2. Parce qu’un job-zappeur a des qualités dont l’entreprise en mutation a besoin

Le « job-zappeur » (ou « job-hopper ») passe rapidement d’un job à l’autre, c’est un communicant, quelqu’un de connecté et de collaboratif. Son élément naturel est l’organisation matricielle (l’entreprise ouverte), il peut s’y épanouir et il y apporte notamment son adaptabilité.

« Avant, les recruteurs et les employeurs considéraient que l’acquisition de compétences étaient liées à la pérennité dans un poste ; aujourd’hui, il peut aussi être intéressant de voir que derrière ce zapping, il y a de l’agilité », pointe notre interlocuteur.

3. Parce qu’en changeant souvent d’emploi, on acquiert aussi des compétences

La durabilité dans un poste n’est pas le seul moyen d’acquérir des compétences, le changement fréquent d’environnement en est un autre. Une partie de la population le prouve, qui change de job tous les six mois : les consultants. « Pourquoi ces profils-là sont-ils « bankables » ? », pointe Hervé Simonot. Parce qu’en passant d’une mission à l’autre, ils découvrent différents environnements fonctionnels et sectoriels, rencontrent des interlocuteurs variés, développent un éventail de compétences plus large que la moyenne.

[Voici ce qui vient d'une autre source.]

use utoipa::OpenApi;
use utoipa_swagger_ui::SwaggerUi;

use crate::errors::ErrorResponse;

#[derive(OpenApi)]
#[openapi(
    info(
        title = "Cinema API",
        description = "Online-cinema store: catalog, carts, orders and payments"
    ),
    paths(crate::handlers::payment_webhooks::payment_webhook),
    components(schemas(ErrorResponse)),
    tags(
        (name = "Payments", description = "Payment lifecycle and webhook ingress")
    )
)]
pub struct ApiDoc;

/// Swagger UI mounted at /docs, serving the generated document.
pub fn swagger_ui() -> SwaggerUi {
    SwaggerUi::new("/docs").url("/api-docs/openapi.json", ApiDoc::openapi())
}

4. Parce qu’il faut creuser les raisons du zapping au lieu de le juger

Il s’agit de chercher à comprendre ce qui justifie ces changements de poste récurrents au lieu de les juger. « Si le parcours a permis de créer de la valeur et de la compétence, c’est au recruteur de mesurer le risque de choisir un candidat qui a une volatilité supérieure à la moyenne », poursuit-il.

5. Parce que derrière le zapping, il y a une fidélité à conquérir

Un zappeur est aussi un « cœur à prendre », pour reprendre la formule d’Hervé Simonot. Derrière le zapping, il y a une fidélité à conquérir, un profil peut-être particulièrement sensible à un message de marque employeur, aux efforts que déploie l’entreprise pour améliorer la qualité de vie au travail (QVT), sujet auquel sont éminemment sensibles les Millennials, dont la « bougeotte » déboussole bon nombre de recruteurs. « Le candidat zappeur oblige les parties prenantes du recrutement à se poser plus de questions, c’est nécessaire à l’heure où une génération qui voit le travail autrement arrive sur le marché », observe-t-il.

6. Parce que certaines structures poussent au zapping

Certaines organisations ne permettent pas de faire évoluer les compétences. Dans un monde qui exhorte à leur mise à jour permanente, il est normal de changer d’entreprise si elle n’en donne pas la possibilité. D’autres sociétés promettent plus qu’elles ne font en réalité alors que l’attente de cohérence est forte chez les candidats, il est normal de partir quand on est fortement déçu.

Sophie Girardeau

(1) Arrivée d’une technologie qui supplante et remplace les précédentes — par exemple, le mini-ordinateur, qui a remplacé les ordinateurs centraux, et qui est lui-même remplacé par l’ordinateur personnel.